St. John Petrogylphs

March 23, 2015

by Paula
At anchor, Little Lameshur Bay, St. John, USVI

(from our backlog of posts... we are currently in St. Barts)

I could swear the ancestors of the Taino people were there with me; I hadn’t felt such a peaceful calm in a long time. When anchored in Little Lameshur Bay on the south side of St. John, we were excited to hike the island. St. John is known for its hiking, as 60% of the island has been preserved within the Virgin Island National Park.

We parked our dinghy at the beach and headed north-west on the Lameshur Bay trail. The path is clear and well-marked, but the steep uphill portions keep it interesting.  We saw numerous termite mounds, high up in the trees, along with tiny lightning-fast lizards and creepy caterpillars.


We followed the trail high into the hills before taking a smaller path to "the big house" - the ruins of a former grand mansion from the days when the sugar plantation here was thriving.

After a picnic lunch we continued west to the intersection of the Reef Bay trail.

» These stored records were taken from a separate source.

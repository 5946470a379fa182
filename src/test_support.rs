//! In-crate fakes shared by the unit tests. No network, no chain.

use anyhow::Result;
use async_trait::async_trait;
use chrono::Utc;
use config::Map;
use ethers::types::{Address, Bytes, Log, TransactionRequest, H256, U256};
use std::sync::atomic::{AtomicUsize, Ordering};
use std::sync::{Arc, Mutex as StdMutex};
use std::time::Duration;
use tokio::sync::Mutex;

use crate::chain::{
    ChainError, ChainReader, ChainWriter, ContractCall, ErrorSink, LogSink, LogSubscriber,
    PreparedRequest, Simulation, SubscriptionHandle, TxReceipt,
};
use crate::config::app_context::AppContext;
use crate::config::settings::{
    AggregatorSettings, ChainSettings, CollectorSettings, EngineSettings, ExecutorSettings,
    LoggerSettings, Mode, NotifierSettings, Settings,
};
use crate::market_data::aggregator::MarketDataAggregator;
use crate::market_data::providers::MarketDataProvider;
use crate::notify::Notifier;
use crate::storage::memory::{
    InMemoryAlertStore, InMemoryApprovalStore, InMemoryConfigStore, InMemoryTradeStore,
    InMemoryWalletStore,
};
use crate::storage::Stores;
use crate::types::alert::Severity;
use crate::types::pool::{Pool, RankingParams, TokenInfo};
use crate::types::proxy::ProxyWallet;

pub(crate) fn settings() -> Settings {
    Settings {
        chain: ChainSettings {
            name: "ethereum".to_string(),
            exchange: "uniswap-v2".to_string(),
            chain_id: 1,
            rpc_http: "http://127.0.0.1:8545".to_string(),
            rpc_ws: "ws://127.0.0.1:8546".to_string(),
            factory_address: "0x5C69bEe701ef814a2B6a3EDD4B1652CB9cc5aA6f".to_string(),
            pair_created_event:
                "event PairCreated(address indexed token0, address indexed token1, address pair, uint256)"
                    .to_string(),
            pair_created_event_name: "PairCreated".to_string(),
            wrapped_native: "0xC02aaA39b223FE8D0A0e5C4F27eAD9083C756Cc2".to_string(),
            proxy_factory: "0x00000000000000000000000000000000000000f0".to_string(),
        },
        collector: CollectorSettings {
            discovery_interval_ms: 30_000,
        },
        aggregator: AggregatorSettings {
            provider_timeout_s: 10,
            providers: Map::new(),
        },
        executor: ExecutorSettings {
            private_key:
                "0x0000000000000000000000000000000000000000000000000000000000000001".to_string(),
            confirm_timeout_s: 1,
            confirm_poll_ms: 10,
        },
        engine: EngineSettings { mode: Mode::Live },
        notifier: NotifierSettings { webhook_url: None },
        logger: LoggerSettings {
            level: "info".to_string(),
        },
    }
}

/// ABI-encode an address as a single return word.
pub(crate) fn address_word(addr: Address) -> Bytes {
    let mut word = [0u8; 32];
    word[12..].copy_from_slice(addr.as_bytes());
    Bytes::from(word.to_vec())
}

/// Programmable [`ChainWriter`]: each failure mode corresponds to one arm of
/// the write pipeline.
#[derive(Default)]
pub(crate) struct FakeWriter {
    fail_simulation: Option<String>,
    fail_send: Option<String>,
    revert_on_chain: bool,
    time_out: bool,
    result: Bytes,
    send_count: AtomicUsize,
    last_hash: StdMutex<H256>,
}

impl FakeWriter {
    pub(crate) fn new() -> Self {
        Self::default()
    }

    pub(crate) fn fail_simulation(mut self, reason: &str) -> Self {
        self.fail_simulation = Some(reason.to_string());
        self
    }

    pub(crate) fn fail_send(mut self, reason: &str) -> Self {
        self.fail_send = Some(reason.to_string());
        self
    }

    pub(crate) fn revert_on_chain(mut self) -> Self {
        self.revert_on_chain = true;
        self
    }

    pub(crate) fn time_out_confirmation(mut self) -> Self {
        self.time_out = true;
        self
    }

    pub(crate) fn with_result(mut self, result: Bytes) -> Self {
        self.result = result;
        self
    }

    pub(crate) fn sends(&self) -> usize {
        self.send_count.load(Ordering::SeqCst)
    }

    pub(crate) fn last_tx_hash(&self) -> H256 {
        *self.last_hash.lock().unwrap()
    }
}

#[async_trait]
impl ChainWriter for FakeWriter {
    async fn simulate(&self, _call: &ContractCall) -> Result<Simulation, ChainError> {
        if let Some(reason) = &self.fail_simulation {
            return Err(ChainError::Reverted(reason.clone()));
        }
        Ok(Simulation {
            result: self.result.clone(),
            prepared: PreparedRequest {
                tx: TransactionRequest::default().into(),
            },
        })
    }

    async fn send(&self, _prepared: PreparedRequest) -> Result<H256, ChainError> {
        if let Some(reason) = &self.fail_send {
            return Err(ChainError::Transport(reason.clone()));
        }
        let n = self.send_count.fetch_add(1, Ordering::SeqCst);
        let hash = H256::from_low_u64_be(0xbeef_0000 + n as u64);
        *self.last_hash.lock().unwrap() = hash;
        Ok(hash)
    }

    async fn wait_for_receipt(&self, tx_hash: H256) -> Result<TxReceipt, ChainError> {
        if self.time_out {
            return Err(ChainError::ConfirmationTimeout {
                tx_hash,
                waited_s: 0,
            });
        }
        Ok(TxReceipt {
            block_number: 1,
            status: !self.revert_on_chain,
        })
    }
}

pub(crate) struct FakeReader;

#[async_trait]
impl ChainReader for FakeReader {
    async fn call(&self, _call: &ContractCall) -> Result<Bytes, ChainError> {
        Ok(Bytes::default())
    }
}

pub(crate) struct NoopSubscriber;

#[async_trait]
impl LogSubscriber for NoopSubscriber {
    async fn subscribe(
        &self,
        _address: Address,
        _event_abi: &str,
        _event_name: &str,
        _on_logs: LogSink,
        _on_error: ErrorSink,
    ) -> Result<SubscriptionHandle, ChainError> {
        Ok(SubscriptionHandle::new(tokio::spawn(async {})))
    }
}

/// Subscriber that captures the sinks so a test can inject logs by hand.
pub(crate) struct CapturingSubscriber {
    pub(crate) sinks: Mutex<Option<(LogSink, ErrorSink)>>,
}

impl CapturingSubscriber {
    pub(crate) fn new() -> Self {
        Self {
            sinks: Mutex::new(None),
        }
    }

    pub(crate) async fn push_logs(&self, logs: Vec<Log>) {
        if let Some((on_logs, _)) = &*self.sinks.lock().await {
            on_logs(logs);
        }
    }
}

#[async_trait]
impl LogSubscriber for CapturingSubscriber {
    async fn subscribe(
        &self,
        _address: Address,
        _event_abi: &str,
        _event_name: &str,
        on_logs: LogSink,
        on_error: ErrorSink,
    ) -> Result<SubscriptionHandle, ChainError> {
        *self.sinks.lock().await = Some((on_logs, on_error));
        Ok(SubscriptionHandle::new(tokio::spawn(async {})))
    }
}

pub(crate) struct StaticProvider {
    pools: Vec<Pool>,
}

impl StaticProvider {
    pub(crate) fn with_addresses(addresses: &[&str]) -> Self {
        Self {
            pools: addresses
                .iter()
                .enumerate()
                .map(|(i, address)| Pool {
                    chain: "ethereum".to_string(),
                    exchange: "uniswap-v2".to_string(),
                    pair_address: format!("0xp{i}"),
                    base_token: TokenInfo {
                        address: address.to_string(),
                        ..Default::default()
                    },
                    liquidity_usd: 1_000.0,
                    created_at_unix: i as i64,
                    ..Default::default()
                })
                .collect(),
        }
    }
}

#[async_trait]
impl MarketDataProvider for StaticProvider {
    fn name(&self) -> &str {
        "static"
    }

    async fn fetch(&self, _params: &RankingParams) -> Result<Vec<Pool>> {
        Ok(self.pools.clone())
    }
}

#[derive(Default)]
pub(crate) struct RecordingNotifier {
    messages: Mutex<Vec<(String, String, Severity)>>,
}

impl RecordingNotifier {
    pub(crate) async fn snapshot(&self) -> Vec<(String, String, Severity)> {
        self.messages.lock().await.clone()
    }
}

#[async_trait]
impl Notifier for RecordingNotifier {
    async fn notify(
        &self,
        identity: &str,
        message: &str,
        severity: Severity,
        _metadata: &serde_json::Value,
    ) -> Result<()> {
        self.messages
            .lock()
            .await
            .push((identity.to_string(), message.to_string(), severity));
        Ok(())
    }
}

pub(crate) struct TestHarness {
    pub(crate) context: AppContext,
    pub(crate) writer: Arc<FakeWriter>,
    pub(crate) notifier: Arc<RecordingNotifier>,
    pub(crate) alerts: Arc<InMemoryAlertStore>,
    pub(crate) trades: Arc<InMemoryTradeStore>,
}

impl TestHarness {
    pub(crate) async fn insert_wallet(&self, user: Address, identity: &str) {
        self.context
            .stores
            .wallets
            .insert_wallet(ProxyWallet {
                user_address: user,
                owner_identity: identity.to_string(),
                proxy_address: Address::repeat_byte(0xaa),
                max_trade_amount: U256::MAX,
                max_slippage_pct: 5.0,
                daily_trade_limit: U256::MAX,
                is_active: true,
                deployed_at: Utc::now(),
            })
            .await
            .unwrap();
    }
}

pub(crate) fn harness_with_writer(writer: FakeWriter) -> TestHarness {
    harness(writer, Arc::new(NoopSubscriber))
}

pub(crate) fn harness(writer: FakeWriter, subscriber: Arc<dyn LogSubscriber>) -> TestHarness {
    let writer = Arc::new(writer);
    let notifier = Arc::new(RecordingNotifier::default());
    let alerts = Arc::new(InMemoryAlertStore::default());
    let trades = Arc::new(InMemoryTradeStore::default());
    let stores = Stores {
        configs: Arc::new(InMemoryConfigStore::default()),
        wallets: Arc::new(InMemoryWalletStore::default()),
        trades: trades.clone(),
        approvals: Arc::new(InMemoryApprovalStore::default()),
        alerts: alerts.clone(),
    };
    let aggregator = Arc::new(MarketDataAggregator::new(
        vec![],
        Duration::from_secs(1),
        "ethereum",
        "uniswap-v2",
    ));
    let context = AppContext::assemble(
        settings(),
        Arc::new(FakeReader),
        writer.clone(),
        subscriber,
        aggregator,
        stores,
        notifier.clone(),
    );
    TestHarness {
        context,
        writer,
        notifier,
        alerts,
        trades,
    }
}

pub(crate) fn context() -> AppContext {
    harness_with_writer(FakeWriter::new()).context
}
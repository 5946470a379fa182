use chrono::{DateTime, Utc};
use ethers::types::{Address, H256, U256};
use serde_derive::{Deserialize, Serialize};
use uuid::Uuid;

/// Caps requested for a proxy wallet at deployment time. The deployed
/// contract enforces them on-chain; the application never re-checks them.
#[derive(Debug, Clone, Serialize, Deserialize)]
pub struct ProxyWalletConfig {
    pub max_trade_amount: U256,
    pub max_slippage_pct: f64,
    pub daily_trade_limit: U256,
}

/// A deployed per-user proxy contract holding delegated, capped spending
/// authority. Exactly one live proxy exists per (user_address, owner_identity)
/// pair; creation is a lookup-then-create, never a blind insert.
#[derive(Debug, Clone, Serialize, Deserialize)]
pub struct ProxyWallet {
    pub user_address: Address,
    pub owner_identity: String,
    pub proxy_address: Address,
    pub max_trade_amount: U256,
    pub max_slippage_pct: f64,
    pub daily_trade_limit: U256,
    pub is_active: bool,
    pub deployed_at: DateTime<Utc>,
}

#[derive(Debug, Clone, Copy, PartialEq, Eq, Serialize, Deserialize)]
#[serde(rename_all = "lowercase")]
pub enum TradeStatus {
    Executed,
    Failed,
}

/// Parameters of a swap routed through the proxy's trade entry point.
#[derive(Debug, Clone, Serialize, Deserialize)]
pub struct TradeRequest {
    pub token_in: Address,
    pub token_out: Address,
    pub amount_in: U256,
    pub min_amount_out: U256,
    /// Unix deadline the proxy rejects the swap after.
    pub deadline: u64,
}

/// Terminal record of a trade attempt. Written exactly once, only when the
/// attempt reaches EXECUTED or FAILED; nothing is persisted mid-flight.
#[derive(Debug, Clone, Serialize, Deserialize)]
pub struct ProxyTrade {
    pub trade_id: Uuid,
    pub user_address: Address,
    pub token_in: Address,
    pub token_out: Address,
    pub amount_in: U256,
    pub min_amount_out: U256,
    pub deadline: u64,
    pub status: TradeStatus,
    pub tx_hash: H256,
    pub executed_at: DateTime<Utc>,
}

/// Spending allowance granted to the proxy for one token. Upserted, keyed by
/// (user_address, token_address).
#[derive(Debug, Clone, Serialize, Deserialize)]
pub struct ProxyApproval {
    pub user_address: Address,
    pub token_address: Address,
    pub amount: U256,
    pub updated_at: DateTime<Utc>,
}

/// Everything a collaborator gets back from `get_proxy_status`.
#[derive(Debug, Clone, Serialize, Deserialize)]
pub struct ProxyStatus {
    pub wallet: ProxyWallet,
    pub approvals: Vec<ProxyApproval>,
    pub trades: Vec<ProxyTrade>,
}
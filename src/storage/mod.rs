use anyhow::Result;
use async_trait::async_trait;
use ethers::types::Address;
use std::sync::Arc;

use crate::types::alert::Alert;
use crate::types::proxy::{ProxyApproval, ProxyTrade, ProxyWallet};
use crate::types::sniper_config::SniperConfig;

pub mod memory;

/// The relational layer is an excluded collaborator; these traits are its
/// seam. The in-memory implementation in [`memory`] backs the default wiring
/// and the tests.

#[async_trait]
pub trait SniperConfigStore: Send + Sync {
    /// All configs with `is_active` set; evaluated every discovery cycle.
    async fn active_configs(&self) -> Result<Vec<SniperConfig>>;

    /// Keyed by owner identity.
    async fn upsert_config(&self, config: SniperConfig) -> Result<()>;
}

#[async_trait]
pub trait ProxyWalletStore: Send + Sync {
    async fn find_wallet(&self, user: Address, identity: &str) -> Result<Option<ProxyWallet>>;

    async fn insert_wallet(&self, wallet: ProxyWallet) -> Result<()>;
}

#[async_trait]
pub trait ProxyTradeStore: Send + Sync {
    /// Insert a terminal trade record. Never called mid-flight.
    async fn insert_trade(&self, trade: ProxyTrade) -> Result<()>;

    async fn trades_for_user(&self, user: Address) -> Result<Vec<ProxyTrade>>;
}

#[async_trait]
pub trait ProxyApprovalStore: Send + Sync {
    /// Upsert keyed by (user_address, token_address).
    async fn upsert_approval(&self, approval: ProxyApproval) -> Result<()>;

    async fn approvals_for_user(&self, user: Address) -> Result<Vec<ProxyApproval>>;
}

#[async_trait]
pub trait AlertStore: Send + Sync {
    async fn insert_alert(&self, alert: Alert) -> Result<()>;
}

/// Bundle of store handles passed around the pipeline.
#[derive(Clone)]
pub struct Stores {
    pub configs: Arc<dyn SniperConfigStore>,
    pub wallets: Arc<dyn ProxyWalletStore>,
    pub trades: Arc<dyn ProxyTradeStore>,
    pub approvals: Arc<dyn ProxyApprovalStore>,
    pub alerts: Arc<dyn AlertStore>,
}

impl Stores {
    pub fn in_memory() -> Self {
        Self {
            configs: Arc::new(memory::InMemoryConfigStore::default()),
            wallets: Arc::new(memory::InMemoryWalletStore::default()),
            trades: Arc::new(memory::InMemoryTradeStore::default()),
            approvals: Arc::new(memory::InMemoryApprovalStore::default()),
            alerts: Arc::new(memory::InMemoryAlertStore::default()),
        }
    }
}
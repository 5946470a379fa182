use std::cmp::Ordering;
use std::collections::HashSet;

use crate::types::pool::{Pool, RankedPools, RankingParams, SortBy, SortOrder};

/// Drop duplicate base-token addresses (case-insensitive); the first
/// occurrence wins, so callers control precedence by input order.
pub fn dedup_pools(pools: Vec<Pool>) -> Vec<Pool> {
    let mut seen = HashSet::new();
    pools
        .into_iter()
        .filter(|pool| seen.insert(pool.dedup_key()))
        .collect()
}

fn compare(a: &Pool, b: &Pool, sort_by: SortBy) -> Ordering {
    // total_cmp keeps the comparator total even when a provider leaks a NaN
    match sort_by {
        SortBy::MarketCap => a.market_cap_usd.total_cmp(&b.market_cap_usd),
        SortBy::Volume => a.volume_usd.total_cmp(&b.volume_usd),
        SortBy::HolderCount => a.holder_count.cmp(&b.holder_count),
        SortBy::CreatedAt => a.created_at_unix.cmp(&b.created_at_unix),
    }
}

/// Dedup, stable-sort, and paginate one batch into the page collaborators
/// get. Stateless: safe to call concurrently from the discovery loop and the
/// event subscription.
pub fn rank_pools(pools: Vec<Pool>, params: &RankingParams) -> RankedPools {
    let mut pools = dedup_pools(pools);

    // Vec::sort_by is stable, so ties keep their input order
    pools.sort_by(|a, b| {
        let ordering = compare(a, b, params.sort_by);
        match params.sort_order {
            SortOrder::Asc => ordering,
            SortOrder::Desc => ordering.reverse(),
        }
    });

    let total = pools.len();
    let page = params.page.max(1);
    let limit = params.limit;
    let start = (page - 1).saturating_mul(limit);
    let end = page.saturating_mul(limit).min(total);
    let page_slice = if start >= total {
        Vec::new()
    } else {
        pools[start..end].to_vec()
    };

    RankedPools {
        pools: page_slice,
        total,
        page,
        limit,
        has_more: page * limit < total,
    }
}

The boys headed south to explore the ruins of a sugar mill. The girls hiked a bit further west before coming to a gorgeous and spiritual spot. Amidst the lush greenery sits a spring-fed pool, whose rock banks are adorned with ancient petroglyphs. These images, carved into the rock, are purported to have been made between 700 and 1500 AD by the pre-Columbian Taino people. The origin of these carvings is not certain, but the park service explanation indicates that the designs match those found on ceremonial Taino pottery, Later research revealed by a friend in St. Thomas, however, indicates they were made by seafaring Libyan travelers - an interesting perspective.

The pool is fed by natural springs and remains at the same level, regardless of rainfall. The petroglyphs are carved just above the water-line and are reflected in the pool’s glassy surface. This was, perhaps, intentional, to reflect the duality of the living and spiritual worlds that is often represented in Taino art.

We certainly felt that sacred presence. I spent quite some time in quiet meditation, feeling the difficulty of some current struggles fade away. An ethereal beauty enveloped me... all will be well. Now, months past, I can still recall that unwavering tranquility. Life, even here on a boat, can be hectic or challenging or stressful. When things start to feel difficult, I close my eyes and bring back that peaceful pool and those simple symbols. All will be well...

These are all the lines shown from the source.